Digest of Article 43 case law [reproduced with permission of UNCITRAL] [*]

Article 43

(1) The buyer loses the right to rely on the provisions of article 41 or article 42 if he does not give notice to the seller specifying the nature of the right or claim of the third party within a reasonable time after he has become aware or ought to have become aware of the right or claim.

(2) The seller is not entitled to rely on the provisions of the preceding paragraph if he knew of the right or claim of the third party and the nature of it.

OVERVIEW

1. Article 43(1) imposes on the buyer a notice requirement with respect to claims that the seller has breached articles 41 or 42.[1] In certain circumstances, article 43(2) provides for a defence if a buyer has failed to give the notice required by article 43(1). The provisions of article 43 parallel in many ways the notice requirement and defence thereto that articles 39 and 40 establish with respect to breaches of article 35.

Application of Article 43

2. A small number of cases have applied article 43. In one, the buyer gave oral notice, during a personal visit to the seller, that the goods (an automobile) had been confiscated by authorities seven days earlier as stolen property; the court indicated that this constituted notice of a third party's right or claim to the goods (which would be a breach of the seller's obligations under article 41 CISG), that the notice was given within a reasonable time after the buyer became aware or ought to have become aware of the right or claim, and thus that the notice satisfied article 43 — although the court also suggested that the parties had excluded article 41 by agreement, and that the buyer's article 41 claim was barred by the applicable statute of limitations.[2]

3. In another decision, the seller and its parent company were engaged in an ongoing dispute with the licensor of patent rights relating to CDs manufactured by the parent and sold to the buyer by the seller; the buyer may have become aware as early as 18 October 2000 that the licensor had attempted to terminate its license contract with the parent, but the buyer did not become aware that the seller was withholding license payments to the licensor until around the beginning of December 2000. In a fax to the seller dated 3 December 2000 the buyer complained that it feared the licensor would seek to collect license fees directly from the buyer's customers.
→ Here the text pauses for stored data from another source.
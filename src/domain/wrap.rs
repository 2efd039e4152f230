//! Callback wrappers produced by [`Domain::bind`] and [`Domain::intercept`].

use tracing::debug;

use super::fault::{CallbackId, Fault};
use super::Domain;
use crate::error::Result;

/// A callback that always runs inside its domain.
///
/// Transparent: arguments go in unchanged, the result (including any error
/// value) comes back unchanged.
pub struct Bound<F> {
    domain: Domain,
    callback: F,
}

impl<F> Bound<F> {
    pub(crate) fn new(
        domain: Domain,
        callback: F,
    ) -> Self {
        Self { domain, callback }
    }

    /// The domain this callback is bound to.
    #[inline]
    pub fn domain(&self) -> &Domain {
        &self.domain
    }

    /// Invoke with `args`.
    pub fn call<A, R>(
        &self,
        args: A,
    ) -> R
    where
        F: Fn(A) -> R,
    {
        let _scope = self.domain.scope();
        (self.callback)(args)
    }

    /// Invoke a stateful callback with `args`.
    pub fn call_mut<A, R>(
        &mut self,
        args: A,
    ) -> R
    where
        F: FnMut(A) -> R,
    {
        let _scope = self.domain.scope();
        (self.callback)(args)
    }
}

impl<F> std::fmt::Debug for Bound<F> {
    fn fmt(
        &self,
        f: &mut std::fmt::Formatter<'_>,
    ) -> std::fmt::Result {
        f.debug_struct("Bound")
            .field("domain", &self.domain.id())
            .field("callback", &std::any::type_name::<F>())
            .finish()
    }
}

/// An error-first callback whose errors go to its domain.
///
/// `Err` outcomes are annotated and emitted on the domain, and the callback
/// is skipped. `Ok` values are passed to the callback inside the domain.
pub struct Intercepted<F> {
    domain: Domain,
    id: CallbackId,
    callback: F,
}

impl<F> Intercepted<F> {
    pub(crate) fn new(
        domain: Domain,
        callback: F,
    ) -> Self {
        Self {
            domain,
            id: CallbackId::of::<F>(),
            callback,
        }
    }

    /// The domain errors are delivered to.
    #[inline]
    pub fn domain(&self) -> &Domain {
        &self.domain
    }

    /// Identity recorded in `domain_bound` annotations.
    #[inline]
    pub fn id(&self) -> CallbackId {
        self.id
    }

    /// Deliver `outcome`.
    ///
    /// Returns `Ok(None)` when the outcome was an error routed to the domain,
    /// and `Err` only when the domain had nowhere to deliver it.
    pub fn call<T, R>(
        &self,
        outcome: anyhow::Result<T>,
    ) -> Result<Option<R>>
    where
        F: Fn(T) -> R,
    {
        match outcome {
            Ok(value) => {
                let _scope = self.domain.scope();
                Ok(Some((self.callback)(value)))
            }
            Err(error) => self.divert(error).map(|()| None),
        }
    }

    /// Deliver `outcome` to a stateful callback.
    pub fn call_mut<T, R>(
        &mut self,
        outcome: anyhow::Result<T>,
    ) -> Result<Option<R>>
    where
        F: FnMut(T) -> R,
    {
        match outcome {
            Ok(value) => {
                let _scope = self.domain.scope();
                Ok(Some((self.callback)(value)))
            }
            Err(error) => self.divert(error).map(|()| None),
        }
    }

    fn divert(
        &self,
        error: anyhow::Error,
    ) -> Result<()> {
        let domain = self.domain.id();
        let callback = self.id;
        debug!("{} intercepted error for {}: {}", domain, callback, error);
        let fault = Fault::from_error(error).annotate(|a| {
            a.domain = Some(domain);
            a.domain_bound = Some(callback);
            a.domain_thrown = Some(false);
        });
        self.domain.emit_error(fault)
    }
}

impl<F> std::fmt::Debug for Intercepted<F> {
    fn fmt(
        &self,
        f: &mut std::fmt::Formatter<'_>,
    ) -> std::fmt::Result {
        f.debug_struct("Intercepted")
            .field("domain", &self.domain.id())
            .field("id", &self.id)
            .finish()
    }
}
The seller brought an action to collect payments on the price of the goods that the buyer had withheld, and the buyer defended by claiming the seller had breached article 42 CISG. The court of first instance held that the buyer's notice to seller concerning the third party's intellectual property claim was timely under article 43(1) because the buyer had no obligation to investigate, even in the face of "suspicious circumstances," whether the license contract with the licensor remained valid; therefore the buyer need not have become aware of the third party's intellectual property right or claim earlier than it in fact did; in addition, the court of first instance held that, under article 43(2), the seller could not rely on any alleged failure by buyer to give notice as required by article 43(1) because the seller was aware of the third party's right or claim.[3] The intermediate appeals court affirmed the lower court's decision concerning article 43 notice on the basis of article 43(2);[4] the final appeals court reversed the decision of the court of first instance on other grounds, without commenting on the article 43 notice issue.[5] Another decision addressing article 43(2) declared that the provision applied (and thus would excuse a buyer's failure to give proper notice under article 43(1)) only if there was "positive knowledge by [Seller] of the right or the claims of third parties at the time when the claim would have had to have been presented to him."[6]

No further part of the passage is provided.